On the stroke of twelve his card was brought to her, and she went out into their bare little waiting-room to meet him.
“We aren’t a regular dressmaking establishment, you see,” she said. “The people we have to impress aren’t the ones we make the clothes for. So we can be as shabby down here as we please, and Alice says—Alice Perosini, you know—that our shabbiness really does impress them. Shows we don’t care what they think.
“You’re sure you’ve plenty of time to see around in?” she went on. “That it won’t cut into your time for lunch?”
He made it plain that he had plenty of time, and she took him into her own studio, a big north-lighted room at the back of the building, with the painter’s manikins that Jimmy Wallace had told about, standing about in it, and some queer-looking electric-light fixtures suggestive of the stage; a big tin-lined box with half a dozen powerful tungsten lamps in it, and grooves in the mouth of it for the reception of colored slides. And a sort of search-light that swung on a pivot. There was a high cutting-table with a deep indentation in it, in which Rose could stand with her work all around her. On a shelf in a corner he noticed two or three little figures twelve inches high or so that he’d have thought of as dolls had it not been that their small heads gave them the scale of adults. Rose followed his glance.

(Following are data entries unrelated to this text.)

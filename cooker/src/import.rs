//! Import chunks: raw source geometry prior to packing.

use meshforge_core::math::{Aabb, Vec3};

use crate::cook::{SourceChunk, SourceTopology};
use crate::mask::RenderMask;
use crate::stream::{MeshStreamKind, VertexStream};
use crate::tangent::{TangentGenerator, TangentSpaceMesh};

/// One source geometry group: a run of faces sharing material, masks
/// and topology, with per-vertex attributes stored as flat streams.
///
/// Topology is implicit: vertex `i` belongs to face
/// `i / vertices_per_face()`. An explicit index buffer only exists once
/// [`build_triangle_list_index_buffer`](Self::build_triangle_list_index_buffer)
/// synthesizes one.
#[derive(Debug, Clone)]
pub struct ImportChunk {
    /// Index into the source mesh's material table.
    pub material_index: u32,
    /// Render passes this geometry participates in.
    pub render_mask: RenderMask,
    /// Detail/LOD mask.
    pub detail_mask: u32,
    /// Faces are quads instead of triangles.
    pub quads: bool,
    /// Number of face vertices across all streams.
    pub vertex_count: u32,
    /// Number of faces.
    pub face_count: u32,
    /// Bounding box of the position stream.
    pub bounds: Aabb,
    streams: Vec<VertexStream>,
}

impl ImportChunk {
    /// Copies a source geometry group into an import chunk.
    ///
    /// Missing bounds are recomputed from the position stream.
    pub fn from_source(source: &SourceChunk) -> Self {
        let mut chunk = Self {
            material_index: source.material_index,
            render_mask: source.render_mask,
            detail_mask: source.detail_mask,
            quads: source.topology == SourceTopology::Quads,
            vertex_count: source.vertex_count,
            face_count: source.face_count,
            bounds: source.bounds,
            streams: source.streams.clone(),
        };
        debug_assert_eq!(
            chunk.vertex_count,
            chunk.face_count * chunk.vertices_per_face(),
            "vertex count does not cover the implicit faces"
        );
        if chunk.bounds.is_empty() {
            chunk.bounds = chunk.compute_position_bounds();
        }
        chunk
    }

    /// Vertices per face: 3 for triangles, 4 for quads.
    pub fn vertices_per_face(&self) -> u32 {
        if self.quads {
            4
        } else {
            3
        }
    }

    /// All streams owned by this chunk.
    pub fn streams(&self) -> &[VertexStream] {
        &self.streams
    }

    /// Whether a stream of the given kind exists.
    pub fn has_vertex_stream(&self, kind: MeshStreamKind) -> bool {
        self.streams.iter().any(|s| s.kind == kind)
    }

    /// The stream of the given kind, if present.
    pub fn vertex_stream(&self, kind: MeshStreamKind) -> Option<&VertexStream> {
        self.streams.iter().find(|s| s.kind == kind)
    }

    /// Mutable access to the stream of the given kind, if present.
    pub fn vertex_stream_mut(&mut self, kind: MeshStreamKind) -> Option<&mut VertexStream> {
        self.streams.iter_mut().find(|s| s.kind == kind)
    }

    /// Returns the stream of the given kind, allocating a
    /// zero-initialized one on first use.
    pub fn create_vertex_stream(&mut self, kind: MeshStreamKind) -> &mut VertexStream {
        if let Some(at) = self.streams.iter().position(|s| s.kind == kind) {
            return &mut self.streams[at];
        }
        self.streams
            .push(VertexStream::zeroed(kind, self.vertex_count as usize));
        let last = self.streams.len() - 1;
        &mut self.streams[last]
    }

    /// Removes the stream of the given kind. Returns whether one existed.
    pub fn remove_vertex_stream(&mut self, kind: MeshStreamKind) -> bool {
        let before = self.streams.len();
        self.streams.retain(|s| s.kind != kind);
        self.streams.len() != before
    }

    /// Whether the chunk carries vertex normals.
    pub fn has_normals(&self) -> bool {
        self.has_vertex_stream(MeshStreamKind::Normal)
    }

    /// Whether the chunk carries a full tangent space.
    pub fn has_tangents(&self) -> bool {
        self.has_vertex_stream(MeshStreamKind::Tangent)
            && self.has_vertex_stream(MeshStreamKind::Binormal)
    }

    /// Strips vertex normals.
    pub fn remove_normals(&mut self) {
        self.remove_vertex_stream(MeshStreamKind::Normal);
    }

    /// Strips tangents and bitangents.
    pub fn remove_tangent_space(&mut self) {
        self.remove_vertex_stream(MeshStreamKind::Tangent);
        self.remove_vertex_stream(MeshStreamKind::Binormal);
    }

    /// Expands the implicit topology into an explicit triangle-list
    /// index buffer. Quads split as (0,1,2),(0,2,3).
    pub fn build_triangle_list_index_buffer(&self) -> Vec<u32> {
        debug_assert_eq!(self.vertex_count % self.vertices_per_face(), 0);
        if self.quads {
            let mut indices = Vec::with_capacity(self.face_count as usize * 6);
            for face in 0..self.face_count {
                let base = face * 4;
                indices.extend_from_slice(&[base, base + 1, base + 2, base, base + 2, base + 3]);
            }
            indices
        } else {
            (0..self.vertex_count).collect()
        }
    }

    /// Computes per-face flat normals and broadcasts each face normal to
    /// every vertex of its face, replacing any existing normal stream.
    ///
    /// The face normal comes from the first three positions of the face,
    /// negated to match the engine's winding convention.
    pub fn compute_flat_normals(&mut self) {
        let Some(positions) = self.vertex_stream(MeshStreamKind::Position) else {
            return;
        };
        let positions = positions.as_vec3();
        let vpf = self.vertices_per_face() as usize;

        let mut normals = vec![[0.0f32; 3]; positions.len()];
        for (face, chunk) in positions.chunks_exact(vpf).enumerate() {
            let a = Vec3::from(chunk[0]);
            let b = Vec3::from(chunk[1]);
            let c = Vec3::from(chunk[2]);
            let n = (b - a)
                .cross(&(c - a))
                .try_normalize(1.0e-12)
                .map(|n| -n)
                .unwrap_or_else(Vec3::zeros);
            for vert in 0..vpf {
                normals[face * vpf + vert] = n.into();
            }
        }

        let stream = self.create_vertex_stream(MeshStreamKind::Normal);
        stream.as_vec3_mut().copy_from_slice(&normals);
    }

    /// Generates the tangent space through the given generator.
    ///
    /// Requires texture coordinates: without a TexCoord0 stream the call
    /// is a silent skip, detectable via [`has_tangents`](Self::has_tangents).
    /// Returns whether tangents were written.
    pub fn compute_tangent_space(
        &mut self,
        generator: &dyn TangentGenerator,
        angular_threshold_deg: f32,
    ) -> bool {
        let (Some(positions), Some(normals), Some(uvs)) = (
            self.vertex_stream(MeshStreamKind::Position),
            self.vertex_stream(MeshStreamKind::Normal),
            self.vertex_stream(MeshStreamKind::TexCoord0),
        ) else {
            log::debug!(
                "skipping tangent generation for material {}: missing position/normal/uv data",
                self.material_index
            );
            return false;
        };

        let mut mesh = ChunkTangentMesh {
            verts_per_face: self.vertices_per_face() as usize,
            positions: positions.as_vec3().to_vec(),
            normals: normals.as_vec3().to_vec(),
            uvs: uvs.as_vec2().to_vec(),
            tangents: vec![[0.0f32; 3]; self.vertex_count as usize],
            bitangents: vec![[0.0f32; 3]; self.vertex_count as usize],
        };
        if !generator.generate(&mut mesh, angular_threshold_deg) {
            log::warn!(
                "tangent generation failed for material {}",
                self.material_index
            );
            return false;
        }

        self.create_vertex_stream(MeshStreamKind::Tangent)
            .as_vec3_mut()
            .copy_from_slice(&mesh.tangents);
        self.create_vertex_stream(MeshStreamKind::Binormal)
            .as_vec3_mut()
            .copy_from_slice(&mesh.bitangents);
        true
    }

    /// Negates every vector of a 3-component stream, if present.
    pub fn flip_stream(&mut self, kind: MeshStreamKind) {
        if let Some(stream) = self.vertex_stream_mut(kind) {
            for v in stream.as_vec3_mut() {
                v[0] = -v[0];
                v[1] = -v[1];
                v[2] = -v[2];
            }
        }
    }

    fn compute_position_bounds(&self) -> Aabb {
        let mut bounds = Aabb::empty();
        if let Some(positions) = self.vertex_stream(MeshStreamKind::Position) {
            for p in positions.as_vec3() {
                bounds.merge_point(Vec3::from(*p));
            }
        }
        bounds
    }
}

/// Geometry adapter driving a [`TangentGenerator`] over one chunk's
/// flat face-vertex layout.
struct ChunkTangentMesh {
    verts_per_face: usize,
    positions: Vec<[f32; 3]>,
    normals: Vec<[f32; 3]>,
    uvs: Vec<[f32; 2]>,
    tangents: Vec<[f32; 3]>,
    bitangents: Vec<[f32; 3]>,
}

impl TangentSpaceMesh for ChunkTangentMesh {
    fn face_count(&self) -> usize {
        self.positions.len() / self.verts_per_face
    }

    fn vertices_per_face(&self) -> usize {
        self.verts_per_face
    }

    fn position(&self, face: usize, vert: usize) -> [f32; 3] {
        self.positions[face * self.verts_per_face + vert]
    }

    fn normal(&self, face: usize, vert: usize) -> [f32; 3] {
        self.normals[face * self.verts_per_face + vert]
    }

    fn tex_coord(&self, face: usize, vert: usize) -> [f32; 2] {
        self.uvs[face * self.verts_per_face + vert]
    }

    fn set_tangent(&mut self, face: usize, vert: usize, tangent: [f32; 3]) {
        self.tangents[face * self.verts_per_face + vert] = tangent;
    }

    fn set_bitangent(&mut self, face: usize, vert: usize, bitangent: [f32; 3]) {
        self.bitangents[face * self.verts_per_face + vert] = bitangent;
    }
}

/// All import chunks extracted from one source mesh, plus their merged
/// bounding box.
#[derive(Debug, Default)]
pub struct ImportChunkRegistry {
    /// Extracted chunks, in source order.
    pub chunks: Vec<ImportChunk>,
    /// Union of all chunk bounds.
    pub bounds: Aabb,
}

impl ImportChunkRegistry {
    /// Extracts import chunks from the source geometry groups.
    pub fn from_source(source_chunks: &[SourceChunk]) -> Self {
        let mut registry = Self::default();
        for source in source_chunks {
            let chunk = ImportChunk::from_source(source);
            registry.bounds.merge(&chunk.bounds);
            registry.chunks.push(chunk);
        }
        log::debug!("extracted {} import chunks", registry.chunks.len());
        registry
    }
}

“I play with those,” she said. “Dress them in all sorts of things—tissue-paper mostly. It seems easier to catch an idea small in the tips of my fingers, and then let it grow up. You have to find out for yourself how you can do things, don’t you?”
Then she took him out into the workroom, where there were more cutting-tables and power-driven sewing-machines.
“‘It never rains but it pours,’ is the motto of this business,” she told him. “Nobody ever knows what he wants until the very last minute, and then he wants it the next, and everybody wants it at once. And then this place is like a madhouse. We simply go out of our heads. It was like that when Jimmy Wallace was down here. I hadn’t a minute for him.”
She added deliberately, “I’m glad you didn’t come down then,” and went swiftly on to explain to him a sort of pantograph arrangement which could be set with reference to the measurements of the manikin Rose had designed the costume upon, and those of the girl who was going to wear it, so that the pattern for the costume itself, as distinct from Rose’s master-pattern, was cut almost automatically to fit.
“It’s not really automatic, of course,” she said. “No costume’s done until I have seen it on the girl who’s going to wear it. But it does save time.”
Alice Perosini came in just then, and a breath-taking spectacle she’d have been to most men in the frock she had on. But it was not Rodney who gasped. It was Alice herself who almost did, when Rose introduced him to her, without explanations, as Mr. Aldrich and said she was going out to lunch with him.